Em ato normativo conjunto, o TJ-SP, o Tribunal de Contas (TCE-SP) e o MP-SP, com base em dispositivo da Lei Complementar (LC) 173, publicada pelo governo federal em maio do ano passado, vedaram a contagem do tempo de serviço para fins de adicionais por tempo de serviço, sexta-parte e licença-prêmio.
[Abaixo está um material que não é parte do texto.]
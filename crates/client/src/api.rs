// SPDX-License-Identifier: BUSL-1.1
// Copyright (c) 2026 Huddle contributors

//! REST bootstrap client.
//!
//! Everything the room socket does not cover: initial snapshot fetches and
//! the mutating fallback paths (registration, display name, room creation,
//! votes). Requests authenticate with HTTP Basic credentials taken from the
//! [`IdentityStore`].

use std::sync::Arc;
use std::time::Duration;

use reqwest::StatusCode;
use serde::de::DeserializeOwned;
use tracing::{debug, info};

use crate::config::Config;
use crate::error::Fault;
use crate::identity::IdentityStore;
use crate::model::{LeaderboardEntry, Message, Proposal, Room, Round, Vote};

/// Timeout for every bootstrap request.
const REQUEST_TIMEOUT: Duration = Duration::from_secs(10);

pub struct ApiClient {
    http: reqwest::Client,
    base: String,
    identity: Arc<IdentityStore>,
}

impl ApiClient {
    pub fn new(config: &Config, identity: Arc<IdentityStore>) -> anyhow::Result<Self> {
        let http = reqwest::Client::builder().timeout(REQUEST_TIMEOUT).build()?;
        Ok(Self { http, base: config.api_url.trim_end_matches('/').to_owned(), identity })
    }

    fn url(&self, path: &str) -> String {
        format!("{}{path}", self.base)
    }

    async fn get_json<T: DeserializeOwned>(&self, path: &str) -> anyhow::Result<T> {
        let response = self
            .http
            .get(self.url(path))
            .basic_auth(self.identity.username(), Some(self.identity.password()))
            .send()
            .await?;
        Ok(response.error_for_status()?.json().await?)
    }

    // -- users --------------------------------------------------------------

    /// Register the persisted identity with the backend if it is not
    /// already. A conflicting registration (user exists) is benign: the
    /// flag is set and the flow continues.
    pub async fn ensure_registered(&self) -> anyhow::Result<()> {
        if self.identity.is_registered() {
            return Ok(());
        }
        let username = self.identity.username();
        let password = self.identity.password();
        match self.register_user(&username, &password).await {
            Ok(()) => {
                self.identity.set_registered(true);
                info!(username = %username, "registered with backend");
                Ok(())
            }
            Err(e) if e.downcast_ref::<Fault>() == Some(&Fault::RegistrationConflict) => {
                self.identity.set_registered(true);
                debug!(username = %username, fault = %Fault::RegistrationConflict, "user already registered, continuing");
                Ok(())
            }
            Err(e) => Err(e),
        }
    }

    /// `POST /users/`. Fails with [`Fault::RegistrationConflict`] when the
    /// backend reports the user already exists.
    pub async fn register_user(&self, username: &str, password: &str) -> anyhow::Result<()> {
        let body = serde_json::json!({
            "username": username,
            "password": password,
            "email": format!("{username}@huddle.gg"),
        });
        let response = self.http.post(self.url("/users/")).json(&body).send().await?;
        match response.status() {
            StatusCode::CONFLICT | StatusCode::BAD_REQUEST => {
                Err(anyhow::Error::new(Fault::RegistrationConflict))
            }
            _ => {
                response.error_for_status()?;
                Ok(())
            }
        }
    }

    /// `PUT /users/update_username/`, then persist the new name locally.
    pub async fn update_username(&self, new_username: &str) -> anyhow::Result<()> {
        let body = serde_json::json!({ "username": new_username });
        self.http
            .put(self.url("/users/update_username/"))
            .basic_auth(self.identity.username(), Some(self.identity.password()))
            .json(&body)
            .send()
            .await?
            .error_for_status()?;
        self.identity.set_username(new_username);
        Ok(())
    }

    /// `PUT /users/update_firstname/`, then persist the display name and
    /// flip its flag — only on success.
    pub async fn update_firstname(&self, firstname: &str) -> anyhow::Result<()> {
        let body = serde_json::json!({ "first_name": firstname });
        self.http
            .put(self.url("/users/update_firstname/"))
            .basic_auth(self.identity.username(), Some(self.identity.password()))
            .json(&body)
            .send()
            .await?
            .error_for_status()?;
        self.identity.set_firstname(firstname);
        self.identity.set_firstname_set(true);
        Ok(())
    }

    // -- rooms --------------------------------------------------------------

    pub async fn rooms(&self) -> anyhow::Result<Vec<Room>> {
        self.get_json("/rooms/").await
    }

    pub async fn room(&self, room_id: &str) -> anyhow::Result<Room> {
        self.get_json(&format!("/rooms/{room_id}/")).await
    }

    pub async fn create_room(&self, name: &str, initial_prompt: &str) -> anyhow::Result<Room> {
        let body = serde_json::json!({ "name": name, "initial_prompt": initial_prompt });
        let response = self
            .http
            .post(self.url("/rooms/"))
            .basic_auth(self.identity.username(), Some(self.identity.password()))
            .json(&body)
            .send()
            .await?;
        Ok(response.error_for_status()?.json().await?)
    }

    // -- snapshots ----------------------------------------------------------

    pub async fn messages(&self, room_id: &str) -> anyhow::Result<Vec<Message>> {
        self.get_json(&format!("/messages/?room={room_id}")).await
    }

    pub async fn proposals(&self, room_id: &str) -> anyhow::Result<Vec<Proposal>> {
        self.get_json(&format!("/proposals/?room={room_id}")).await
    }

    pub async fn rounds(&self, room_id: &str) -> anyhow::Result<Vec<Round>> {
        self.get_json(&format!("/rounds/?room={room_id}")).await
    }

    pub async fn leaderboard(&self, room_id: &str) -> anyhow::Result<Vec<LeaderboardEntry>> {
        self.get_json(&format!("/leaderboard/?room={room_id}")).await
    }

    // -- votes (fallback path) ----------------------------------------------

    pub async fn vote(&self, proposal_id: &str) -> anyhow::Result<Vote> {
        let body = serde_json::json!({ "proposal": proposal_id });
        let response = self
            .http
            .post(self.url("/votes/"))
            .basic_auth(self.identity.username(), Some(self.identity.password()))
            .json(&body)
            .send()
            .await?;
        Ok(response.error_for_status()?.json().await?)
    }

    pub async fn delete_vote(&self, vote_id: &str) -> anyhow::Result<()> {
        self.http
            .delete(self.url(&format!("/votes/{vote_id}/")))
            .basic_auth(self.identity.username(), Some(self.identity.password()))
            .send()
            .await?
            .error_for_status()?;
        Ok(())
    }
}

#[cfg(test)]
#[path = "api_tests.rs"]
mod tests;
Esse ato foi objeto de ação direta de inconstitucionalidade ajuizada pela Associação Paulista do Ministério Público (APMP), que obteve, no TJ-SP, antecipação de tutela para determinar a contagem, com a suspensão do pagamento das vantagens apenas durante o período estabelecido pela lei federal (até 31/12/2021).

Naquele processo, o governo de João Doria (PSDB) e o MP-SP pediram a suspensão da liminar concedida, sustentando que a decisão poderia causar grave lesão econômica e insegurança jurídica, pois a constitucionalidade das restrições impostas pela LC 173/2020 é objeto de três ações no STF.
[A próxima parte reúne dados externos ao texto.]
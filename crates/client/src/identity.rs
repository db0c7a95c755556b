// SPDX-License-Identifier: BUSL-1.1
// Copyright (c) 2026 Huddle contributors

//! Process-wide persisted identity.
//!
//! Credentials are materialized lazily: the first read of the username or
//! password generates and persists one, so a fresh client can join a room
//! without any signup step. Two independent flags track whether the
//! identity was registered with the backend and whether the user explicitly
//! set a display name; both are flipped only after the corresponding
//! backend call succeeds.
//!
//! Persistence goes through the [`KvStore`] abstraction (flat string keys)
//! so the core stays testable without a real credentials file.

use std::collections::HashMap;
use std::path::{Path, PathBuf};
use std::sync::Mutex;

use rand::seq::IndexedRandom;
use rand::Rng;
use tracing::{debug, warn};

pub const KEY_USERNAME: &str = "username";
pub const KEY_PASSWORD: &str = "password";
pub const KEY_IS_REGISTERED: &str = "is_registered";
pub const KEY_HAS_SET_FIRSTNAME: &str = "hasSetFirstname";
pub const KEY_FIRSTNAME: &str = "firstname";

const PASSWORD_LEN: usize = 12;

const ADJECTIVES: &[&str] = &[
    "amber", "brisk", "calm", "daring", "eager", "fuzzy", "gentle", "hazel", "ivory", "jolly",
    "keen", "lively", "mellow", "nimble", "opal", "plucky", "quiet", "rustic", "sly", "tidy",
    "umber", "vivid", "witty", "zesty",
];

const NOUNS: &[&str] = &[
    "otter", "falcon", "badger", "cricket", "dolphin", "ermine", "finch", "gecko", "heron",
    "ibis", "jackal", "koala", "lemur", "marmot", "newt", "ocelot", "puffin", "quail", "raven",
    "stoat", "tapir", "urchin", "vole", "wombat",
];

// ---------------------------------------------------------------------------
// Key-value persistence
// ---------------------------------------------------------------------------

/// Flat string key-value persistence for identity state.
pub trait KvStore: Send + Sync {
    fn get(&self, key: &str) -> Option<String>;
    fn set(&self, key: &str, value: &str);
    fn remove(&self, key: &str);
}

/// In-memory store for tests and environments without a writable home.
#[derive(Default)]
pub struct MemoryKv {
    map: Mutex<HashMap<String, String>>,
}

impl MemoryKv {
    pub fn new() -> Self {
        Self::default()
    }
}

impl KvStore for MemoryKv {
    fn get(&self, key: &str) -> Option<String> {
        self.map.lock().ok()?.get(key).cloned()
    }

    fn set(&self, key: &str, value: &str) {
        if let Ok(mut map) = self.map.lock() {
            map.insert(key.to_owned(), value.to_owned());
        }
    }

    fn remove(&self, key: &str) {
        if let Ok(mut map) = self.map.lock() {
            map.remove(key);
        }
    }
}

/// File-backed store: one flat JSON object, written through on every
/// mutation. Load errors fall back to an empty map with a warning.
pub struct FileKv {
    path: PathBuf,
    cache: Mutex<HashMap<String, String>>,
}

impl FileKv {
    pub fn open(path: &Path) -> Self {
        let cache = match std::fs::read_to_string(path) {
            Ok(raw) => match serde_json::from_str(&raw) {
                Ok(map) => map,
                Err(e) => {
                    warn!(path = %path.display(), "ignoring corrupt credentials file: {e}");
                    HashMap::new()
                }
            },
            Err(_) => HashMap::new(),
        };
        Self { path: path.to_owned(), cache: Mutex::new(cache) }
    }

    fn persist(&self, map: &HashMap<String, String>) {
        if let Some(parent) = self.path.parent() {
            let _ = std::fs::create_dir_all(parent);
        }
        match serde_json::to_string_pretty(map) {
            Ok(raw) => {
                if let Err(e) = std::fs::write(&self.path, raw) {
                    warn!(path = %self.path.display(), "failed to persist credentials: {e}");
                }
            }
            Err(e) => warn!("failed to serialize credentials: {e}"),
        }
    }
}

impl KvStore for FileKv {
    fn get(&self, key: &str) -> Option<String> {
        self.cache.lock().ok()?.get(key).cloned()
    }

    fn set(&self, key: &str, value: &str) {
        if let Ok(mut map) = self.cache.lock() {
            map.insert(key.to_owned(), value.to_owned());
            self.persist(&map);
        }
    }

    fn remove(&self, key: &str) {
        if let Ok(mut map) = self.cache.lock() {
            map.remove(key);
            self.persist(&map);
        }
    }
}

// ---------------------------------------------------------------------------
// Identity store
// ---------------------------------------------------------------------------

/// Lazily-materialized identity over a [`KvStore`].
pub struct IdentityStore {
    kv: Box<dyn KvStore>,
}

impl IdentityStore {
    pub fn new(kv: Box<dyn KvStore>) -> Self {
        Self { kv }
    }

    /// The persisted username, generating and persisting one on first read.
    pub fn username(&self) -> String {
        match self.kv.get(KEY_USERNAME) {
            Some(name) if !name.is_empty() => name,
            _ => {
                let name = generate_username();
                debug!(username = %name, "generated new identity");
                self.kv.set(KEY_USERNAME, &name);
                name
            }
        }
    }

    /// The persisted password, generating and persisting one on first read.
    pub fn password(&self) -> String {
        match self.kv.get(KEY_PASSWORD) {
            Some(pw) if !pw.is_empty() => pw,
            _ => {
                let pw = generate_password();
                self.kv.set(KEY_PASSWORD, &pw);
                pw
            }
        }
    }

    /// True when both credentials are already persisted (does not generate).
    pub fn has_credentials(&self) -> bool {
        self.kv.get(KEY_USERNAME).is_some_and(|v| !v.is_empty())
            && self.kv.get(KEY_PASSWORD).is_some_and(|v| !v.is_empty())
    }

    pub fn set_credentials(&self, username: &str, password: &str) {
        self.kv.set(KEY_USERNAME, username);
        self.kv.set(KEY_PASSWORD, password);
    }

    pub fn set_username(&self, username: &str) {
        self.kv.set(KEY_USERNAME, username);
    }

    /// Forget everything, including the registration flags.
    pub fn clear_credentials(&self) {
        self.kv.remove(KEY_USERNAME);
        self.kv.remove(KEY_PASSWORD);
        self.kv.remove(KEY_IS_REGISTERED);
        self.kv.remove(KEY_HAS_SET_FIRSTNAME);
        self.kv.remove(KEY_FIRSTNAME);
    }

    pub fn is_registered(&self) -> bool {
        self.kv.get(KEY_IS_REGISTERED).as_deref() == Some("true")
    }

    /// Flip only after a successful (or benignly conflicting) backend
    /// registration call.
    pub fn set_registered(&self, registered: bool) {
        self.kv.set(KEY_IS_REGISTERED, if registered { "true" } else { "false" });
    }

    pub fn has_set_firstname(&self) -> bool {
        self.kv.get(KEY_HAS_SET_FIRSTNAME).as_deref() == Some("true")
    }

    pub fn set_firstname_set(&self, has_set: bool) {
        self.kv.set(KEY_HAS_SET_FIRSTNAME, if has_set { "true" } else { "false" });
    }

    pub fn firstname(&self) -> Option<String> {
        self.kv.get(KEY_FIRSTNAME)
    }

    pub fn set_firstname(&self, firstname: &str) {
        self.kv.set(KEY_FIRSTNAME, firstname);
    }
}

/// Human-readable word-pair username, e.g. `brisk-otter-42`.
fn generate_username() -> String {
    let mut rng = rand::rng();
    let adjective = ADJECTIVES.choose(&mut rng).unwrap_or(&"brisk");
    let noun = NOUNS.choose(&mut rng).unwrap_or(&"otter");
    let suffix: u32 = rng.random_range(10..100);
    format!("{adjective}-{noun}-{suffix}")
}

/// Random alphanumeric password.
fn generate_password() -> String {
    let mut rng = rand::rng();
    (0..PASSWORD_LEN).map(|_| rng.sample(rand::distr::Alphanumeric) as char).collect()
}

#[cfg(test)]
#[path = "identity_tests.rs"]
mod tests;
Fux rejeitou a alegação de risco à economia pública, ao apontar que o pagamento dos benefícios dos servidores não gera efeitos financeiros imediatos, uma vez que já está suspenso pelo menos até o fim deste ano. “Ademais, a decisão impugnada não criou a atividade administrativa necessária à aferição e ao cálculo dos benefícios objeto da controvérsia na origem. Trata-se de atividade administrativa que sempre existiu, porquanto ínsita à gestão pública de recursos humanos, de modo que não há que se falar em risco de desorganização administrativa decorrente da manutenção de atividade já previamente existente e para a qual o Estado já possui aparato administrativo. Pela mesma razão, não se vislumbra risco à ordem pública no eventual advento de decisões semelhantes direcionadas a outras categorias ou servidores”, acrescentou.
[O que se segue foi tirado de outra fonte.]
// SPDX-License-Identifier: BUSL-1.1
// Copyright (c) 2026 Huddle contributors

//! Core data model for a synchronized room session.
//!
//! These types mirror the backend's REST payloads (serde field names match
//! the wire) and double as the live state the [`crate::store`] maintains.
//! Rounds are immutable once created; a new round supersedes the old one
//! rather than mutating it.

use chrono::{DateTime, Utc};
use serde::{Deserialize, Serialize};
use uuid::Uuid;

/// A collaborative session, identified by a stable id. At most one active
/// socket connection exists per room id at a time.
#[derive(Debug, Clone, PartialEq, Serialize, Deserialize)]
pub struct Room {
    pub id: String,
    pub name: String,
    pub created: DateTime<Utc>,
    pub updated: DateTime<Utc>,
    #[serde(default, skip_serializing_if = "Option::is_none")]
    pub participant_count: Option<u32>,
}

impl Room {
    /// Minimal stand-in used when connecting by id before the room's
    /// metadata has been fetched.
    pub fn placeholder(id: &str) -> Self {
        let now = Utc::now();
        Self {
            id: id.to_owned(),
            name: String::new(),
            created: now,
            updated: now,
            participant_count: None,
        }
    }
}

/// A time-boxed phase within a room. `counter` increases monotonically.
///
/// `duration` is `HH:MM:SS`. Remaining time is derived, never stored — see
/// [`crate::countdown::seconds_left`].
#[derive(Debug, Clone, PartialEq, Serialize, Deserialize)]
pub struct Round {
    pub id: String,
    pub room: String,
    pub counter: u32,
    pub duration: String,
    #[serde(default)]
    pub game: Option<String>,
    pub created: DateTime<Utc>,
}

/// Whether a message came from a user or was synthesized locally (round
/// transitions). System messages are never sent back to the backend.
#[derive(Debug, Clone, Copy, Default, PartialEq, Eq, Serialize, Deserialize)]
#[serde(rename_all = "snake_case")]
pub enum MessageKind {
    #[default]
    User,
    System,
}

/// One chat log entry. Append-only, ordered by `created`.
#[derive(Debug, Clone, PartialEq, Serialize, Deserialize)]
pub struct Message {
    pub id: String,
    pub room: String,
    pub username: String,
    #[serde(default)]
    pub first_name: String,
    pub message: String,
    pub created: DateTime<Utc>,
    #[serde(default)]
    pub kind: MessageKind,
}

impl Message {
    /// Locally synthesized system message (e.g. round transition banner).
    pub fn system(room: &str, message: String, created: DateTime<Utc>) -> Self {
        Self {
            id: format!("sys-{}", Uuid::new_v4()),
            room: room.to_owned(),
            username: "System".to_owned(),
            first_name: "System".to_owned(),
            message,
            created,
            kind: MessageKind::System,
        }
    }
}

/// A game proposal belonging to exactly one round.
///
/// `user_vote_id` carries the current viewer's vote id when they voted, so
/// vote status is readable without a round trip.
#[derive(Debug, Clone, PartialEq, Serialize, Deserialize)]
pub struct Proposal {
    pub id: String,
    pub room: String,
    pub round: String,
    pub username: String,
    #[serde(default)]
    pub first_name: String,
    pub text: String,
    pub vote_count: i64,
    #[serde(default)]
    pub user_vote_id: Option<String>,
    pub created: DateTime<Utc>,
}

/// A vote cast on a proposal.
#[derive(Debug, Clone, PartialEq, Serialize, Deserialize)]
pub struct Vote {
    pub id: String,
    pub username: String,
    pub proposal: String,
    pub created: DateTime<Utc>,
}

/// One user's current score within a round. New submissions by the same
/// user replace the entry rather than duplicating it.
#[derive(Debug, Clone, PartialEq, Serialize, Deserialize)]
pub struct LeaderboardEntry {
    pub id: String,
    pub room: String,
    pub round: String,
    pub username: String,
    #[serde(default)]
    pub first_name: String,
    pub score: f64,
    pub tries: u32,
    pub created: DateTime<Utc>,
}

/// The aggregate a live room connection maintains. Exactly one instance per
/// connection; reset to empty whenever a new room connection is established.
///
/// Invariants (enforced by the store on every transition):
/// - `proposals` only contains proposals of `current_round`, sorted by
///   `vote_count` descending;
/// - `leaderboard` is sorted by `score` descending, ties in arrival order;
/// - `messages` are sorted by `created` ascending.
#[derive(Debug, Clone, Default, PartialEq, Serialize, Deserialize)]
pub struct RoomState {
    pub messages: Vec<Message>,
    pub proposals: Vec<Proposal>,
    pub current_round: Option<Round>,
    pub leaderboard: Vec<LeaderboardEntry>,
}

#[cfg(test)]
#[path = "model_tests.rs"]
mod tests;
De acordo com o presidente do STF, também “não procede a argumentação de que o fato de a decisão impugnada se destinar, a priori, a categorias específicas geraria risco à ordem pública consistente na quebra da isonomia, pois, além da já referida inexistência de efeitos financeiros imediatos, a decisão impugnada não veicula interpretação que exclua a possibilidade de extensão do mesmo entendimento a outros servidores estaduais”.

A decisão do STF corrobora o entendimento de que a contagem desse período de tempo não poderia ter sido suspensa, tal como recente decisão judicial em outro processo sobre essa matéria, promovido pela Adusp. Porém, diferentemente do que ocorreu no caso da Adusp, a decisão de Fux entendeu, em manobra jurídica, que a concessão dos efeitos pecuniários seria devida apenas em 2022.

No dia 17/2, o juiz Josué Vilela Pimentel, da 8ª Vara da Fazenda Pública do Tribunal de Justiça de São Paulo (TJ-SP), proferiu sentença — no âmbito da ação civil pública movida pela Adusp — na qual determina que a USP “considere para todos os fins de direito, especialmente para fins de quinquênios, sexta-parte e licença-prêmio, o tempo de serviço público exercido no período de vigência da Lei Complementar 173/2020, desde a data de sua interrupção”. A universidade certamente recorrerá da decisão, o que, na prática, adiará o cumprimento da sentença.